__About this task__. In full and without alteration, reproduce every record.

__Data provided__.
+---+
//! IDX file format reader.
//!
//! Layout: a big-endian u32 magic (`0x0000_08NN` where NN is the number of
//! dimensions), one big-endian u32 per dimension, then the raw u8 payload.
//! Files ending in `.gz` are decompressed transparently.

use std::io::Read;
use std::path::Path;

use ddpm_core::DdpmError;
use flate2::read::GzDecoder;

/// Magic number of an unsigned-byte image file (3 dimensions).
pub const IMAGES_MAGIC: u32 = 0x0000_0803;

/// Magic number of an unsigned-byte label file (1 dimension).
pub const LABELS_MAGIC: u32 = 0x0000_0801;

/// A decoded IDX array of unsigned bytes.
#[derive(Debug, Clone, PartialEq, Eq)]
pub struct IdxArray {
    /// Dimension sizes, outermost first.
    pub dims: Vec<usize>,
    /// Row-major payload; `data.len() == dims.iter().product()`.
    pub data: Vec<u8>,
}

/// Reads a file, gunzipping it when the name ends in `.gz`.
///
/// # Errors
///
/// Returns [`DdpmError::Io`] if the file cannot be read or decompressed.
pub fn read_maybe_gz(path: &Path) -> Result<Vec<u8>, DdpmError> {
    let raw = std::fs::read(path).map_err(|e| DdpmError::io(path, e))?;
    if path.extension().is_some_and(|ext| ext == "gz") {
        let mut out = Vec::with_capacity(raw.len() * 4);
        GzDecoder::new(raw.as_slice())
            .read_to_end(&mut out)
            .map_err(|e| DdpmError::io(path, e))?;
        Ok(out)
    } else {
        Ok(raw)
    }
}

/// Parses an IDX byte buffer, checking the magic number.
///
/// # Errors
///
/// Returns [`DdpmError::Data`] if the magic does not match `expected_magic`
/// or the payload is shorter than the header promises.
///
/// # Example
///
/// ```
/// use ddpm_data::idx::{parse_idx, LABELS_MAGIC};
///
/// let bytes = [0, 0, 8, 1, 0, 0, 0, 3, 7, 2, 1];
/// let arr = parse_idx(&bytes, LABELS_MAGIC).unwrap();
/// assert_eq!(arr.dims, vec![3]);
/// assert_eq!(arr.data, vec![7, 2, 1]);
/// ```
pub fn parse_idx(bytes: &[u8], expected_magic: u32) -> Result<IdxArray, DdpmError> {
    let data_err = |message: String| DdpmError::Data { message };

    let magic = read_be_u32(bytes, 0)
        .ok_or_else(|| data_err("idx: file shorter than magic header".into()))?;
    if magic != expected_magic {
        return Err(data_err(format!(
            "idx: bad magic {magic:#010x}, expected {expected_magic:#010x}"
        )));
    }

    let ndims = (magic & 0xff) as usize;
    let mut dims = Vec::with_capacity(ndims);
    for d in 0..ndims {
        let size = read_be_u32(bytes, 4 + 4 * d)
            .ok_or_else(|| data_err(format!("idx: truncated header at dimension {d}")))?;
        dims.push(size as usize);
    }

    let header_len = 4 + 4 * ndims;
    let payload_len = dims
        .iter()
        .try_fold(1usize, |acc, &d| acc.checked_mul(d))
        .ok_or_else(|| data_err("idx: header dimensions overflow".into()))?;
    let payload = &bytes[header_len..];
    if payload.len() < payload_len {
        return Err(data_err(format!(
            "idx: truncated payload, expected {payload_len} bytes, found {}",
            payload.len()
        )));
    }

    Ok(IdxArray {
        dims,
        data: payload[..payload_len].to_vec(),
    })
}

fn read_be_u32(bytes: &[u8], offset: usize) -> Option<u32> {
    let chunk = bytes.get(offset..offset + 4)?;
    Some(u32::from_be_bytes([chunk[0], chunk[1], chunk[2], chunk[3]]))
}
+---+
__Task result__.
//! IDX file format reader.
//!
//! Layout: a big-endian u32 magic (`0x0000_08NN` where NN is the number of
//! dimensions), one big-endian u32 per dimension, then the raw u8 payload.
//! Files ending in `.gz` are decompressed transparently.

use std::io::Read;
use std::path::Path;

use ddpm_core::DdpmError;
use flate2::read::GzDecoder;

/// Magic number of an unsigned-byte image file (3 dimensions).
pub const IMAGES_MAGIC: u32 = 0x0000_0803;

/// Magic number of an unsigned-byte label file (1 dimension).
pub const LABELS_MAGIC: u32 = 0x0000_0801;

/// A decoded IDX array of unsigned bytes.
#[derive(Debug, Clone, PartialEq, Eq)]
pub struct IdxArray {
    /// Dimension sizes, outermost first.
    pub dims: Vec<usize>,
    /// Row-major payload; `data.len() == dims.iter().product()`.
    pub data: Vec<u8>,
}

/// Reads a file, gunzipping it when the name ends in `.gz`.
///
/// # Errors
///
/// Returns [`DdpmError::Io`] if the file cannot be read or decompressed.
pub fn read_maybe_gz(path: &Path) -> Result<Vec<u8>, DdpmError> {
    let raw = std::fs::read(path).map_err(|e| DdpmError::io(path, e))?;
    if path.extension().is_some_and(|ext| ext == "gz") {
        let mut out = Vec::with_capacity(raw.len() * 4);
        GzDecoder::new(raw.as_slice())
            .read_to_end(&mut out)
            .map_err(|e| DdpmError::io(path, e))?;
        Ok(out)
    } else {
        Ok(raw)
    }
}

/// Parses an IDX byte buffer, checking the magic number.
///
/// # Errors
///
/// Returns [`DdpmError::Data`] if the magic does not match `expected_magic`
/// or the payload is shorter than the header promises.
///
/// # Example
///
/// ```
/// use ddpm_data::idx::{parse_idx, LABELS_MAGIC};
///
/// let bytes = [0, 0, 8, 1, 0, 0, 0, 3, 7, 2, 1];
/// let arr = parse_idx(&bytes, LABELS_MAGIC).unwrap();
/// assert_eq!(arr.dims, vec![3]);
/// assert_eq!(arr.data, vec![7, 2, 1]);
/// ```
pub fn parse_idx(bytes: &[u8], expected_magic: u32) -> Result<IdxArray, DdpmError> {
    let data_err = |message: String| DdpmError::Data { message };

    let magic = read_be_u32(bytes, 0)
        .ok_or_else(|| data_err("idx: file shorter than magic header".into()))?;
    if magic != expected_magic {
        return Err(data_err(format!(
            "idx: bad magic {magic:#010x}, expected {expected_magic:#010x}"
        )));
    }

    let ndims = (magic & 0xff) as usize;
    let mut dims = Vec::with_capacity(ndims);
    for d in 0..ndims {
        let size = read_be_u32(bytes, 4 + 4 * d)
            .ok_or_else(|| data_err(format!("idx: truncated header at dimension {d}")))?;
        dims.push(size as usize);
    }

    let header_len = 4 + 4 * ndims;
    let payload_len = dims
        .iter()
        .try_fold(1usize, |acc, &d| acc.checked_mul(d))
        .ok_or_else(|| data_err("idx: header dimensions overflow".into()))?;
    let payload = &bytes[header_len..];
    if payload.len() < payload_len {
        return Err(data_err(format!(
            "idx: truncated payload, expected {payload_len} bytes, found {}",
            payload.len()
        )));
    }

    Ok(IdxArray {
        dims,
        data: payload[..payload_len].to_vec(),
    })
}

fn read_be_u32(bytes: &[u8], offset: usize) -> Option<u32> {
    let chunk = bytes.get(offset..offset + 4)?;
    Some(u32::from_be_bytes([chunk[0], chunk[1], chunk[2], chunk[3]]))
}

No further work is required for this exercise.